-------- SUPPLIED RECORDS
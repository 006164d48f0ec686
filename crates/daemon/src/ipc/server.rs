//! IPC server for handling CLI connections via Unix Domain Sockets.
//!
//! The server accepts CLI connections and answers newline-delimited JSON
//! requests through an [`IpcHandler`]. The socket file is removed when the
//! server is dropped.

use std::io;
use std::path::{Path, PathBuf};
use std::sync::Arc;

use tokio::io::{AsyncBufReadExt, AsyncWriteExt, BufReader};
use tokio::net::{UnixListener, UnixStream};
use tokio_util::sync::CancellationToken;

use super::messages::{IpcRequest, IpcResponse};

/// Answers control requests on behalf of the running daemon.
pub trait IpcHandler: Send + Sync + 'static {
    /// Produces the response for one request.
    fn handle(&self, request: IpcRequest) -> IpcResponse;
}

/// A server that listens for IPC connections on a Unix Domain Socket.
pub struct IpcServer {
    listener: UnixListener,
    path: PathBuf,
}

impl IpcServer {
    /// Bind the server to the specified socket path.
    ///
    /// Parent directories are created with mode 0700. A leftover socket file
    /// at the same path is replaced.
    pub async fn bind(path: &Path) -> Result<Self, io::Error> {
        if let Some(parent) = path.parent() {
            if !parent.exists() {
                create_private_dir(parent)?;
            }
        }

        if path.exists() {
            std::fs::remove_file(path)?;
        }

        let listener = UnixListener::bind(path)?;
        tracing::debug!(path = %path.display(), "IPC socket bound");

        Ok(Self {
            listener,
            path: path.to_path_buf(),
        })
    }

    /// Path of the bound socket.
    pub fn path(&self) -> &Path {
        &self.path
    }

    /// Accept a new incoming connection.
    pub async fn accept(&self) -> Result<IpcConnection, io::Error> {
        let (stream, _addr) = self.listener.accept().await?;
        Ok(IpcConnection::new(stream))
    }

    /// Serves connections until `cancel` fires.
    ///
    /// Each connection runs on its own task and may send any number of
    /// requests.
    pub async fn serve(self, handler: Arc<dyn IpcHandler>, cancel: CancellationToken) {
        loop {
            let accepted = tokio::select! {
                _ = cancel.cancelled() => break,
                accepted = self.accept() => accepted,
            };

            match accepted {
                Ok(conn) => {
                    tokio::spawn(serve_connection(conn, Arc::clone(&handler)));
                }
                Err(e) => {
                    tracing::warn!(error = %e, "IPC accept failed");
                }
            }
        }
        tracing::debug!("IPC server stopped");
    }
}

impl Drop for IpcServer {
    fn drop(&mut self) {
        let _ = std::fs::remove_file(&self.path);
    }
}

async fn serve_connection(mut conn: IpcConnection, handler: Arc<dyn IpcHandler>) {
    loop {
        let response = match conn.read_request().await {
            Ok(Some(request)) => {
                tracing::debug!(request = ?request, "IPC request");
                handler.handle(request)
            }
            Ok(None) => break,
            Err(IpcError::Json(e)) => IpcResponse::Error {
                message: format!("malformed request: {}", e),
            },
            Err(e) => {
                tracing::debug!(error = %e, "IPC connection error");
                break;
            }
        };

        if let Err(e) = conn.send_response(&response).await {
            tracing::debug!(error = %e, "Failed to send IPC response");
            break;
        }
    }
}

#[cfg(unix)]
fn create_private_dir(path: &Path) -> io::Result<()> {
    use std::os::unix::fs::DirBuilderExt;
    std::fs::DirBuilder::new()
        .recursive(true)
        .mode(0o700)
        .create(path)
}

#[cfg(not(unix))]
fn create_private_dir(path: &Path) -> io::Result<()> {
    std::fs::create_dir_all(path)
}

/// A connection to an IPC client.
///
/// Wraps a Unix stream speaking the newline-delimited JSON protocol.
pub struct IpcConnection {
    reader: BufReader<tokio::io::ReadHalf<UnixStream>>,
    writer: tokio::io::WriteHalf<UnixStream>,
}

impl IpcConnection {
    fn new(stream: UnixStream) -> Self {
        let (read_half, write_half) = tokio::io::split(stream);
        Self {
            reader: BufReader::new(read_half),
            writer: write_half,
        }
    }

    /// Read the next request from the client.
    ///
    /// Returns `None` if the client has disconnected.
    pub async fn read_request(&mut self) -> Result<Option<IpcRequest>, IpcError> {
        let mut line = String::new();
        let bytes_read = self.reader.read_line(&mut line).await?;

        if bytes_read == 0 {
            return Ok(None);
        }

        Ok(Some(serde_json::from_str(line.trim())?))
    }

    /// Send a response to the client.
    pub async fn send_response(&mut self, response: &IpcResponse) -> Result<(), IpcError> {
        let mut json = serde_json::to_string(response)?;
        json.push('\n');

        self.writer.write_all(json.as_bytes()).await?;
        self.writer.flush().await?;
        Ok(())
    }
}

/// Errors that can occur during IPC communication.
#[derive(Debug, thiserror::Error)]
pub enum IpcError {
    /// An I/O error occurred.
    #[error("I/O error: {0}")]
    Io(#[from] io::Error),

    /// A JSON serialization/deserialization error occurred.
    #[error("JSON error: {0}")]
    Json(#[from] serde_json::Error),
}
----------------
WHAT TO WORK ON
Could all of the entries be retyped word for word?

COMPLETED TASK
repository 006164d48f0ec686
filename crates/daemon/src/ipc/server.rs
//! IPC server for handling CLI connections via Unix Domain Sockets.
//!
//! The server accepts CLI connections and answers newline-delimited JSON
//! requests through an [`IpcHandler`]. The socket file is removed when the
//! server is dropped.

use std::io;
use std::path::{Path, PathBuf};
use std::sync::Arc;

use tokio::io::{AsyncBufReadExt, AsyncWriteExt, BufReader};
use tokio::net::{UnixListener, UnixStream};
use tokio_util::sync::CancellationToken;

use super::messages::{IpcRequest, IpcResponse};

/// Answers control requests on behalf of the running daemon.
pub trait IpcHandler: Send + Sync + 'static {
    /// Produces the response for one request.
    fn handle(&self, request: IpcRequest) -> IpcResponse;
}

/// A server that listens for IPC connections on a Unix Domain Socket.
pub struct IpcServer {
    listener: UnixListener,
    path: PathBuf,
}

impl IpcServer {
    /// Bind the server to the specified socket path.
    ///
    /// Parent directories are created with mode 0700. A leftover socket file
    /// at the same path is replaced.
    pub async fn bind(path: &Path) -> Result<Self, io::Error> {
        if let Some(parent) = path.parent() {
            if !parent.exists() {
                create_private_dir(parent)?;
            }
        }

        if path.exists() {
            std::fs::remove_file(path)?;
        }

        let listener = UnixListener::bind(path)?;
        tracing::debug!(path = %path.display(), "IPC socket bound");

        Ok(Self {
            listener,
            path: path.to_path_buf(),
        })
    }

    /// Path of the bound socket.
    pub fn path(&self) -> &Path {
        &self.path
    }

    /// Accept a new incoming connection.
    pub async fn accept(&self) -> Result<IpcConnection, io::Error> {
        let (stream, _addr) = self.listener.accept().await?;
        Ok(IpcConnection::new(stream))
    }

    /// Serves connections until `cancel` fires.
    ///
    /// Each connection runs on its own task and may send any number of
    /// requests.
    pub async fn serve(self, handler: Arc<dyn IpcHandler>, cancel: CancellationToken) {
        loop {
            let accepted = tokio::select! {
                _ = cancel.cancelled() => break,
                accepted = self.accept() => accepted,
            };

            match accepted {
                Ok(conn) => {
                    tokio::spawn(serve_connection(conn, Arc::clone(&handler)));
                }
                Err(e) => {
                    tracing::warn!(error = %e, "IPC accept failed");
                }
            }
        }
        tracing::debug!("IPC server stopped");
    }
}

impl Drop for IpcServer {
    fn drop(&mut self) {
        let _ = std::fs::remove_file(&self.path);
    }
}

async fn serve_connection(mut conn: IpcConnection, handler: Arc<dyn IpcHandler>) {
    loop {
        let response = match conn.read_request().await {
            Ok(Some(request)) => {
                tracing::debug!(request = ?request, "IPC request");
                handler.handle(request)
            }
            Ok(None) => break,
            Err(IpcError::Json(e)) => IpcResponse::Error {
                message: format!("malformed request: {}", e),
            },
            Err(e) => {
                tracing::debug!(error = %e, "IPC connection error");
                break;
            }
        };

        if let Err(e) = conn.send_response(&response).await {
            tracing::debug!(error = %e, "Failed to send IPC response");
            break;
        }
    }
}

#[cfg(unix)]
fn create_private_dir(path: &Path) -> io::Result<()> {
    use std::os::unix::fs::DirBuilderExt;
    std::fs::DirBuilder::new()
        .recursive(true)
        .mode(0o700)
        .create(path)
}

#[cfg(not(unix))]
fn create_private_dir(path: &Path) -> io::Result<()> {
    std::fs::create_dir_all(path)
}

/// A connection to an IPC client.
///
/// Wraps a Unix stream speaking the newline-delimited JSON protocol.
pub struct IpcConnection {
    reader: BufReader<tokio::io::ReadHalf<UnixStream>>,
    writer: tokio::io::WriteHalf<UnixStream>,
}

impl IpcConnection {
    fn new(stream: UnixStream) -> Self {
        let (read_half, write_half) = tokio::io::split(stream);
        Self {
            reader: BufReader::new(read_half),
            writer: write_half,
        }
    }

    /// Read the next request from the client.
    ///
    /// Returns `None` if the client has disconnected.
    pub async fn read_request(&mut self) -> Result<Option<IpcRequest>, IpcError> {
        let mut line = String::new();
        let bytes_read = self.reader.read_line(&mut line).await?;

        if bytes_read == 0 {
            return Ok(None);
        }

        Ok(Some(serde_json::from_str(line.trim())?))
    }

    /// Send a response to the client.
    pub async fn send_response(&mut self, response: &IpcResponse) -> Result<(), IpcError> {
        let mut json = serde_json::to_string(response)?;
        json.push('\n');

        self.writer.write_all(json.as_bytes()).await?;
        self.writer.flush().await?;
        Ok(())
    }
}

/// Errors that can occur during IPC communication.
#[derive(Debug, thiserror::Error)]
pub enum IpcError {
    /// An I/O error occurred.
    #[error("I/O error: {0}")]
    Io(#[from] io::Error),

    /// A JSON serialization/deserialization error occurred.
    #[error("JSON error: {0}")]
    Json(#[from] serde_json::Error),
}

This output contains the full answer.